A new beginning


First published on 2025-10-27.

Well here we are again.

I initially began drafting a version of this post around a couple of years ago, when I was pretty sure that I was going to release an updated version of this website.
The entire story started when I got around to burying my old site which I made while learning HTML in primary school (needless to say it needed a pretty large makeover). During that time, as I was working on the updating this site, I setup the domain to redirect to my GitHub profile as a temporary placeholder.
Sadly, this pretty trivial task turned into a spiral of procastination and burnout, proving the old adage that nothing is as permament as a temporary solution.

The old website, for old times' sake :)

The prison of choices


The problems started when I got around to choosing which site.
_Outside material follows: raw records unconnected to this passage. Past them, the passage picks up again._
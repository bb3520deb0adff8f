//! Typed ID wrappers for type safety across stemforged.
//!
//! Newtype wrappers around UUIDs so a job identifier can never be passed where a
//! user identifier is expected.

use serde::{Deserialize, Serialize};
use std::str::FromStr;
use uuid::Uuid;

macro_rules! typed_id {
    ($(#[$meta:meta])* $name:ident) => {
        $(#[$meta])*
        #[derive(Debug, Clone, Copy, PartialEq, Eq, Hash, Serialize, Deserialize)]
        #[serde(transparent)]
        pub struct $name(Uuid);

        impl $name {
            /// Generate a new random ID.
            #[must_use]
            pub fn new() -> Self {
                Self(Uuid::new_v4())
            }

            /// First eight hex characters, used to disambiguate file names.
            pub fn short(&self) -> String {
                self.0.simple().to_string()[..8].to_string()
            }
        }

        impl Default for $name {
            fn default() -> Self {
                Self::new()
            }
        }

        impl From<Uuid> for $name {
            fn from(uuid: Uuid) -> Self {
                Self(uuid)
            }
        }

        impl From<$name> for Uuid {
            fn from(id: $name) -> Self {
                id.0
            }
        }

        impl FromStr for $name {
            type Err = uuid::Error;

            fn from_str(s: &str) -> Result<Self, Self::Err> {
                Uuid::parse_str(s).map(Self)
            }
        }

        impl std::fmt::Display for $name {
            fn fmt(&self, f: &mut std::fmt::Formatter<'_>) -> std::fmt::Result {
                write!(f, "{}", self.0)
            }
        }
    };
}

typed_id!(
    /// Unique identifier for a pipeline job.
    JobId
);

typed_id!(
    /// Unique identifier for a user.
    UserId
);

#[cfg(test)]
mod tests {
    use super::*;

    #[test]
    fn test_id_uniqueness() {
        assert_ne!(JobId::new(), JobId::new());
    }

    #[test]
    fn test_id_parse_roundtrip() {
        let id = JobId::new();
        let parsed: JobId = id.to_string().parse().unwrap();
        assert_eq!(id, parsed);
        assert!("not-a-uuid".parse::<JobId>().is_err());
    }

    #[test]
    fn test_short_id() {
        let uuid = Uuid::parse_str("0123abcd-0000-4000-8000-000000000000").unwrap();
        assert_eq!(JobId::from(uuid).short(), "0123abcd");
    }

    #[test]
    fn test_id_serializes_transparent() {
        let uuid = Uuid::new_v4();
        let json = serde_json::to_string(&UserId::from(uuid)).unwrap();
        assert_eq!(json, format!("\"{}\"", uuid));
    }
}
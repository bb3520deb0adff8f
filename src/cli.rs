use clap::{Parser, Subcommand};
use std::path::PathBuf;
use stemforged_common::Stage;

#[derive(Parser)]
#[command(name = "stemforged")]
#[command(author, version, about = "Karaoke stem-separation pipeline")]
pub struct Cli {
    /// Path to config file
    #[arg(short, long, global = true)]
    pub config: Option<PathBuf>,

    /// Enable verbose logging
    #[arg(short, long, global = true)]
    pub verbose: bool,

    #[command(subcommand)]
    pub command: Commands,
}

#[derive(Subcommand)]
pub enum Commands {
    /// Start the API server, the directory watcher and all stage workers
    Start {
        /// Host to bind to (overrides the config file)
        #[arg(long)]
        host: Option<String>,

        /// Port to listen on (overrides the config file)
        #[arg(short, long)]
        port: Option<u16>,
    },

    /// Run a single stage worker against the shared ledger
    Worker {
        /// metadata, separation or packaging
        stage: Stage,
    },

    /// Queue an audio file for processing
    Enqueue {
        /// Audio file to queue; it is copied, not moved
        #[arg(required = true)]
        file: PathBuf,

        /// Comma-separated stems to keep instead of the default selection
        #[arg(long)]
        stem_types: Option<String>,
    },

    /// Check that required external tools are available
    CheckTools,

    /// Validate configuration file
    Validate {
        /// Config file to validate (uses default if not specified)
        config: Option<PathBuf>,
    },

    /// Display version information
    Version,

    /// Generate a bcrypt password hash
    HashPassword {
        /// Password to hash
        password: String,
    },

    /// Generate a random hex secret
    GenerateSecret,
}
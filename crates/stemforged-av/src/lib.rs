//! # stemforged-av
//!
//! Audio tooling for the karaoke pipeline.
//!
//! This crate provides:
//! - Source separation through the `spleeter` or `demucs` command-line tools
//! - Chunked separation support (ffprobe duration, ffmpeg segment and concat)
//! - Stem mixing with ffmpeg `amix`
//! - Tag, property and artwork I/O through lofty
//! - External tool detection
//!
//! ## Features
//!
//! - `tracing` - Enable tracing support
//!
//! ## Example
//!
//! ```no_run
//! use stemforged_av::{read_tags, SeparatorTool};
//! use stemforged_common::{SplitterType, StemCount};
//! use std::path::Path;
//!
//! let report = read_tags(Path::new("/data/queue/song.mp3"))?;
//! println!("artist: {:?}", report.tags.artist);
//!
//! let tool = SeparatorTool::new(SplitterType::Spleeter, StemCount::FOUR);
//! let stems = tool.separate(Path::new("/data/queue/song.mp3"), Path::new("/data/stems/job"))?;
//! for (stem, path) in stems {
//!     println!("{stem}: {}", path.display());
//! }
//! # Ok::<(), stemforged_av::Error>(())
//! ```

mod error;
pub mod chunk;
pub mod mix;
pub mod separate;
pub mod tags;
pub mod tools;
pub mod workspace;

// Re-exports
pub use error::{Error, Result};
pub use mix::mix_stems;
pub use separate::{find_stem_file, SeparatorTool};
pub use tags::{read_tags, write_tags, AudioProperties, AudioTags, CoverArt, TagReport};
pub use tools::{check_tool, check_tools, get_tool_path, require_tool, ToolInfo};
pub use workspace::Workspace;
//! Path utilities for audio file detection and output naming.

use std::path::Path;

/// Audio file extensions accepted at intake.
pub const AUDIO_EXTENSIONS: &[&str] = &["mp3", "wav", "flac", "ogg", "m4a"];

/// Characters that cannot appear in an output path component.
const FORBIDDEN_CHARS: &[char] = &['/', '\\', ':', '*', '?', '"', '<', '>', '|'];

/// Check if a path has a supported audio file extension.
///
/// # Examples
///
/// ```
/// use std::path::Path;
/// use stemforged_common::paths::is_audio_file;
///
/// assert!(is_audio_file(Path::new("song.mp3")));
/// assert!(is_audio_file(Path::new("/music/Track.FLAC")));
/// assert!(!is_audio_file(Path::new("notes.txt")));
/// ```
pub fn is_audio_file(path: &Path) -> bool {
    path.extension()
        .and_then(|ext| ext.to_str())
        .map(|ext| AUDIO_EXTENSIONS.contains(&ext.to_lowercase().as_str()))
        .unwrap_or(false)
}

/// Same check as [`is_audio_file`], for a bare file name string.
pub fn is_allowed_filename(name: &str) -> bool {
    is_audio_file(Path::new(name))
}

/// Replace characters that are unsafe in file names with `_`.
///
/// An empty or whitespace-only input yields `fallback`.
///
/// ```
/// use stemforged_common::paths::sanitize_component;
///
/// assert_eq!(sanitize_component("AC/DC", "Unknown"), "AC_DC");
/// assert_eq!(sanitize_component("  ", "Unknown"), "Unknown");
/// ```
pub fn sanitize_component(name: &str, fallback: &str) -> String {
    let cleaned: String = name
        .trim()
        .chars()
        .map(|c| {
            if FORBIDDEN_CHARS.contains(&c) || c.is_control() {
                '_'
            } else {
                c
            }
        })
        .collect();
    if cleaned.is_empty() || cleaned == "." || cleaned == ".." {
        fallback.to_string()
    } else {
        cleaned
    }
}

/// Lowercased extension of a path including the leading dot, or an empty string.
pub fn dotted_extension(path: &Path) -> String {
    path.extension()
        .and_then(|e| e.to_str())
        .map(|e| format!(".{}", e.to_lowercase()))
        .unwrap_or_default()
}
In the end I've spent a way too long of a time playing around with each instead of writing stuff. In general, the lifecycle of choosing a new generator was "my site is down for too long, let's fix it with this shiny new tool!" and it ended in a couple of days before other obligations caught up to me and I forgot about it again.

In the rough order I've attempted to use:

In the end most of the issues were caused by overplanning features, in particular the site's metadata headers and the category/tag system for posts. If only there was a way to force myself into not thinking too much about them, hmmm...

The freedom of contraints


When I first discovered the Gemini protocol sometime earlier this year, I was suprisingly amused by it's simplicity. In particular I was very keen on it's Gemtext format which limits the syntax to just five formatting options other than raw text. This contraint put on you by the protocol allows readers to adjust the content's display style to their needs, while the writer is also free to express themselves without putting much effort into how the site should be presented.

A couple of weeks ago I've decided again that I want to finally refresh this site and got around to searching for a reasonable solution to allow me to dual-host this content on both the Web and the Geminispace – this is the way I've found gemtexter. While I've had a couple of minor issues with it (mainly as it is pretty opinionated, which is not a bad thing in itself), the software itself is pretty extensible so I've forked and made some changes to suit my taste better (at the time of writing I still have some of them to do, and I may try to upstream some if I find them not-too-hacky).

Gemtexter's original upstream
My forked version of gemtexter
More details about the site's internals in the about section

What the future holds


I admit, this post was at least in part created to fill in the void currently present on the site (so as not to publish the site with an empty list of posts), but don't worry – it definitely won't stay that way for long this time ;).

Anyways, thank you for reading and cheers!